* ACTIVITY
Every line in the data below from the one containing "not save GPX" down to the one containing "the in-flight guard.", both included, must be retyped exactly; no other line is to appear.

***

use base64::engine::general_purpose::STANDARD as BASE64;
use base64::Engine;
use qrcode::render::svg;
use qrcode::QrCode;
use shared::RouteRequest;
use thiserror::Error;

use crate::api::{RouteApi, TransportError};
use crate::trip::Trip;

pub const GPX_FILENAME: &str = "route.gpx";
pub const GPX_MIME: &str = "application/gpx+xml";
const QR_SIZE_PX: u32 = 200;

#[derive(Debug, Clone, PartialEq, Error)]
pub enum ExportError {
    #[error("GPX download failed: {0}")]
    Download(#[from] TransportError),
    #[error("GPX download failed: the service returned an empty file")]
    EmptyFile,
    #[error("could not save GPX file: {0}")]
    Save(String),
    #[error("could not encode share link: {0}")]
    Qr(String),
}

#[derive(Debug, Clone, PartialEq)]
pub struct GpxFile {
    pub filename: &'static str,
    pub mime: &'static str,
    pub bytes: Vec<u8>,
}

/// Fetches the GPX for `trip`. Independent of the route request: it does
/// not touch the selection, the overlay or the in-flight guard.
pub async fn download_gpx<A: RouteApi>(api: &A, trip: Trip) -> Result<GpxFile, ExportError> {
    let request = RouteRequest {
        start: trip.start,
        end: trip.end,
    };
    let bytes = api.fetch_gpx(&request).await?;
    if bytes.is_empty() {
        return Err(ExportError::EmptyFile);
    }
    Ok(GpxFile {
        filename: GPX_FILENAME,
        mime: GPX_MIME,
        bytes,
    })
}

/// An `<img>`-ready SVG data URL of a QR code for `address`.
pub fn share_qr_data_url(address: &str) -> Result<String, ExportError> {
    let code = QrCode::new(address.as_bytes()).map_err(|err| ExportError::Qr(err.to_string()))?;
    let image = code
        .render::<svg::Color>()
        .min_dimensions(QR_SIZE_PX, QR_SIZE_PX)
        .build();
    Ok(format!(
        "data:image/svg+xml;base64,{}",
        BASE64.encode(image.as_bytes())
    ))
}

***

* ANSWER SECTION
    #[error("could not save GPX file: {0}")]
    Save(String),
    #[error("could not encode share link: {0}")]
    Qr(String),
}

#[derive(Debug, Clone, PartialEq)]
pub struct GpxFile {
    pub filename: &'static str,
    pub mime: &'static str,
    pub bytes: Vec<u8>,
}

/// Fetches the GPX for `trip`. Independent of the route request: it does
/// not touch the selection, the overlay or the in-flight guard.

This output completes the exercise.